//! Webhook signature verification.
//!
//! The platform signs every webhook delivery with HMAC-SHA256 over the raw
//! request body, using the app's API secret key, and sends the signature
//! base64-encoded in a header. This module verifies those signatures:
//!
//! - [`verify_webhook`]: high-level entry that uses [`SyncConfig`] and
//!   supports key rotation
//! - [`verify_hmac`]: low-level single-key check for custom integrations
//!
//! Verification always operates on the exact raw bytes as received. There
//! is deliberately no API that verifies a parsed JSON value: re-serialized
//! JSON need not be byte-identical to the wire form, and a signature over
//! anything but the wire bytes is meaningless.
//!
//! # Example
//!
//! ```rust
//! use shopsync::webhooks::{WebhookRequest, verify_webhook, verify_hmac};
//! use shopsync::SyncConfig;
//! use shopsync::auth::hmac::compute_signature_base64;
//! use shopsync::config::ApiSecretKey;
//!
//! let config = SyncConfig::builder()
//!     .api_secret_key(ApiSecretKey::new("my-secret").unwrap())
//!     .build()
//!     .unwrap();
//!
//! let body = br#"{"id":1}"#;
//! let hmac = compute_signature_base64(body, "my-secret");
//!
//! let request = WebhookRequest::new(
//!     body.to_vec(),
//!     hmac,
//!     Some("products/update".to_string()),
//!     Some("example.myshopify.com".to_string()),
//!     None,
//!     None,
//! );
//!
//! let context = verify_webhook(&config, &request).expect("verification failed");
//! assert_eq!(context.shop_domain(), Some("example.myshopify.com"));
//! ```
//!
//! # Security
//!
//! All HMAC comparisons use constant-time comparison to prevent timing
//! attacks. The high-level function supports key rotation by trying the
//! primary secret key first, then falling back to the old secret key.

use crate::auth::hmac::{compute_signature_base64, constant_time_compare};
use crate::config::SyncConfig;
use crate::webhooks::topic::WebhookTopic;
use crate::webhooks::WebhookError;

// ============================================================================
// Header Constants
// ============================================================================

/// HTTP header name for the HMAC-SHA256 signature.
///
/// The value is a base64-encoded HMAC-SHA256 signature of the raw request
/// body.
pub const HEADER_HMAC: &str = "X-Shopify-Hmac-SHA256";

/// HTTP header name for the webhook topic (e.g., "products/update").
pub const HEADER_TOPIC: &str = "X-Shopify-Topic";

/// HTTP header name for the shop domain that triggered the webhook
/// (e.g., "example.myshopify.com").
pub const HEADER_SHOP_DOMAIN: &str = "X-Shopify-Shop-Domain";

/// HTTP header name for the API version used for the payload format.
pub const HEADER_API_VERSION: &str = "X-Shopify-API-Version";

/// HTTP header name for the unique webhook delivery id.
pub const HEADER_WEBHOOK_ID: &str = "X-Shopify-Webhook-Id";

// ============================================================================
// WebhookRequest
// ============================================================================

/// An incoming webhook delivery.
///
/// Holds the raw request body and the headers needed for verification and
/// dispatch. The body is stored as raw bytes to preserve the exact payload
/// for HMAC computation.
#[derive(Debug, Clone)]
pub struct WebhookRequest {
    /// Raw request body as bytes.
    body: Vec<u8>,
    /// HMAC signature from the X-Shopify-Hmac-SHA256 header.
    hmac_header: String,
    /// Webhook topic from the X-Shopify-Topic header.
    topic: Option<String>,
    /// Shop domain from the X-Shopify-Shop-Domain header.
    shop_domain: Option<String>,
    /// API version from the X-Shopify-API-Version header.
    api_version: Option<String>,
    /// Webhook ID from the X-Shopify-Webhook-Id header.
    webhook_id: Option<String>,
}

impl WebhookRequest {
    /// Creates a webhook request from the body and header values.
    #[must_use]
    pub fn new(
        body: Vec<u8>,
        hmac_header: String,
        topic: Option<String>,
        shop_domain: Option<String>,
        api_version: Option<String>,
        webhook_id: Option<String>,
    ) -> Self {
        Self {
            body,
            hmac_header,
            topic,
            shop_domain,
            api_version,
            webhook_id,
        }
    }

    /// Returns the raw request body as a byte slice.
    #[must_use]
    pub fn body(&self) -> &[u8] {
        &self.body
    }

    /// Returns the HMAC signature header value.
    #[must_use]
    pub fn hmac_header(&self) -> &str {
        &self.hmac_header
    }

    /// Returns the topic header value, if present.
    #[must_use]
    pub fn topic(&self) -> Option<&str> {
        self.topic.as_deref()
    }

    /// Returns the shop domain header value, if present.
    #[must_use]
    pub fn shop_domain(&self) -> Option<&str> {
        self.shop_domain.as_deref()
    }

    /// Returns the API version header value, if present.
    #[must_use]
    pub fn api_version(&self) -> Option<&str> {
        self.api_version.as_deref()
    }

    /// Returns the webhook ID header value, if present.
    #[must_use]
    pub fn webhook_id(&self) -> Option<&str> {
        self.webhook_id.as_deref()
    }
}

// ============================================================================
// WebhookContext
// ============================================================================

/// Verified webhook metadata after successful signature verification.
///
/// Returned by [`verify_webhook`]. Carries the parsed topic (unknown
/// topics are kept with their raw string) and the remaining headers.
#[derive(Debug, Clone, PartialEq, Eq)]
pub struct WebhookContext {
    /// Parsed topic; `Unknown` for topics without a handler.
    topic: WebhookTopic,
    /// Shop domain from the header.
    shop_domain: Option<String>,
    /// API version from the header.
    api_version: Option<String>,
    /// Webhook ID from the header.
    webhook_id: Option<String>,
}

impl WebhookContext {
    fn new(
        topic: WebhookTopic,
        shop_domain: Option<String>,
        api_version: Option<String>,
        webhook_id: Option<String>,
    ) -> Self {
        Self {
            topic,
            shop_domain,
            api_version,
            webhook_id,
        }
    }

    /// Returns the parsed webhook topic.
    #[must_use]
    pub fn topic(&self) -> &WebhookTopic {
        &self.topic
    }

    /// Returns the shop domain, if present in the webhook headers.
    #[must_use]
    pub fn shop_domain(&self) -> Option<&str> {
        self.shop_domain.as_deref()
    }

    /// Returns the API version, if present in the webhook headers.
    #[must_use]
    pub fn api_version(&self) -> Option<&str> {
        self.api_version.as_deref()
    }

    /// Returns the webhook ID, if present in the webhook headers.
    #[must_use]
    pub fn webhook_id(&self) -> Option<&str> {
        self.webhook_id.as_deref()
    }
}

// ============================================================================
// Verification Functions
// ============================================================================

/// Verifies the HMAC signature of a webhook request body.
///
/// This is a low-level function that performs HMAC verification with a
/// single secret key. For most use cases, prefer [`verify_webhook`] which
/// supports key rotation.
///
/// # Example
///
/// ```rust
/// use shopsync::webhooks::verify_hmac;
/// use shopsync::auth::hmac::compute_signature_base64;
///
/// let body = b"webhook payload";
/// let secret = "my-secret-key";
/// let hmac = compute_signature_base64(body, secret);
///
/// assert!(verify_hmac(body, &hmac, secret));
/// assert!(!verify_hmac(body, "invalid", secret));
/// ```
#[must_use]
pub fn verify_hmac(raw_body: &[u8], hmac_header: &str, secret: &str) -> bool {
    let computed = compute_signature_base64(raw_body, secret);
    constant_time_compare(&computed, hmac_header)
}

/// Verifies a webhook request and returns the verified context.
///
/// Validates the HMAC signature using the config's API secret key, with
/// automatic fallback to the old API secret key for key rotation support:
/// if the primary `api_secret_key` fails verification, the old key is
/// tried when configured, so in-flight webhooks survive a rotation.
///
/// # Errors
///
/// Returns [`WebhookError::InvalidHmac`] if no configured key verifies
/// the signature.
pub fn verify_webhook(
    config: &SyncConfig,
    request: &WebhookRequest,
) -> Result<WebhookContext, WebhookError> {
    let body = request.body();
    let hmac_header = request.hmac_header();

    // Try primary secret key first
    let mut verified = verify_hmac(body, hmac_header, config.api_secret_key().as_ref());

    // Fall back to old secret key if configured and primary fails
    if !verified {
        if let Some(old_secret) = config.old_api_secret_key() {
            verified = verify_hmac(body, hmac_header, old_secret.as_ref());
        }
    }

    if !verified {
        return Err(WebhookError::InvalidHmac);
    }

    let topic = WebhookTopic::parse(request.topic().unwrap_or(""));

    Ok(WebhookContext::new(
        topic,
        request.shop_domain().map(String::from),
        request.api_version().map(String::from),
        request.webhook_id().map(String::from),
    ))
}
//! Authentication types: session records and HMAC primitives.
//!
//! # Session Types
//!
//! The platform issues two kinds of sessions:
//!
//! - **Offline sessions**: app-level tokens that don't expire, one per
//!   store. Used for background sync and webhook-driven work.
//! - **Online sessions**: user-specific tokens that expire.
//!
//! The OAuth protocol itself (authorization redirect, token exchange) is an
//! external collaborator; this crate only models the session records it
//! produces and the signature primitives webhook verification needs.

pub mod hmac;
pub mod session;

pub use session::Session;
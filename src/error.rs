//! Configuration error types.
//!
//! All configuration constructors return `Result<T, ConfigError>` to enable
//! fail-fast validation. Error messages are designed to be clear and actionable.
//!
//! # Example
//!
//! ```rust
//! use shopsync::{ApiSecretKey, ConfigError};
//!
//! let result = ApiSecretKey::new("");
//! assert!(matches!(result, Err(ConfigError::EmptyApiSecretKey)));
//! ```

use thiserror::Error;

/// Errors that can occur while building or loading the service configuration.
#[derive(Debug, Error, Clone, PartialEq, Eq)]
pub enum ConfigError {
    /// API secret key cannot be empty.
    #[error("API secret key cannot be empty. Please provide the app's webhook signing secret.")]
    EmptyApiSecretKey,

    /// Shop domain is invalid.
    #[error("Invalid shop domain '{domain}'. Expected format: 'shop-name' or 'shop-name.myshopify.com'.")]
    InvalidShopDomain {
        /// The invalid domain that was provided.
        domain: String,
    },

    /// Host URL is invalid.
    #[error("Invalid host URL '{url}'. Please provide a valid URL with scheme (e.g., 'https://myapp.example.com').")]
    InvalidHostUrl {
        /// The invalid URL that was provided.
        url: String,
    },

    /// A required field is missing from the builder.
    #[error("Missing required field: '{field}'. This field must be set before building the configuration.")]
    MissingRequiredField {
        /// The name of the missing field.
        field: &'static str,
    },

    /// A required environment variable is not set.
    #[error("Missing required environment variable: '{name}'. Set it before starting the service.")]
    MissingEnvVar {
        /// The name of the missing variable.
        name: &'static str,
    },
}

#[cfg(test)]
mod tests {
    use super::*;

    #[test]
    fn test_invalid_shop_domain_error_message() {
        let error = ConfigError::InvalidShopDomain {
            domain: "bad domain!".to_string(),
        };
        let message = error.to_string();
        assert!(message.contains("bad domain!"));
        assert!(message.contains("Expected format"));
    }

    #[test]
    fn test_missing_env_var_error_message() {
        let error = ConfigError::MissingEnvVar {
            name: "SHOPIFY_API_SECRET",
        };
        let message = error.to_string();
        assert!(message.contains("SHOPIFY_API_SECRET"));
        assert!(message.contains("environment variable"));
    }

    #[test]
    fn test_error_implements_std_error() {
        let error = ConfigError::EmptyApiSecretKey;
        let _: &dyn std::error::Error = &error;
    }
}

---

Task goal. Every line of the listing that holds "exact" should be found and copied.

Exercise response.
//! Verification always operates on the exact raw bytes as received. There
/// dispatch. The body is stored as raw bytes to preserve the exact payload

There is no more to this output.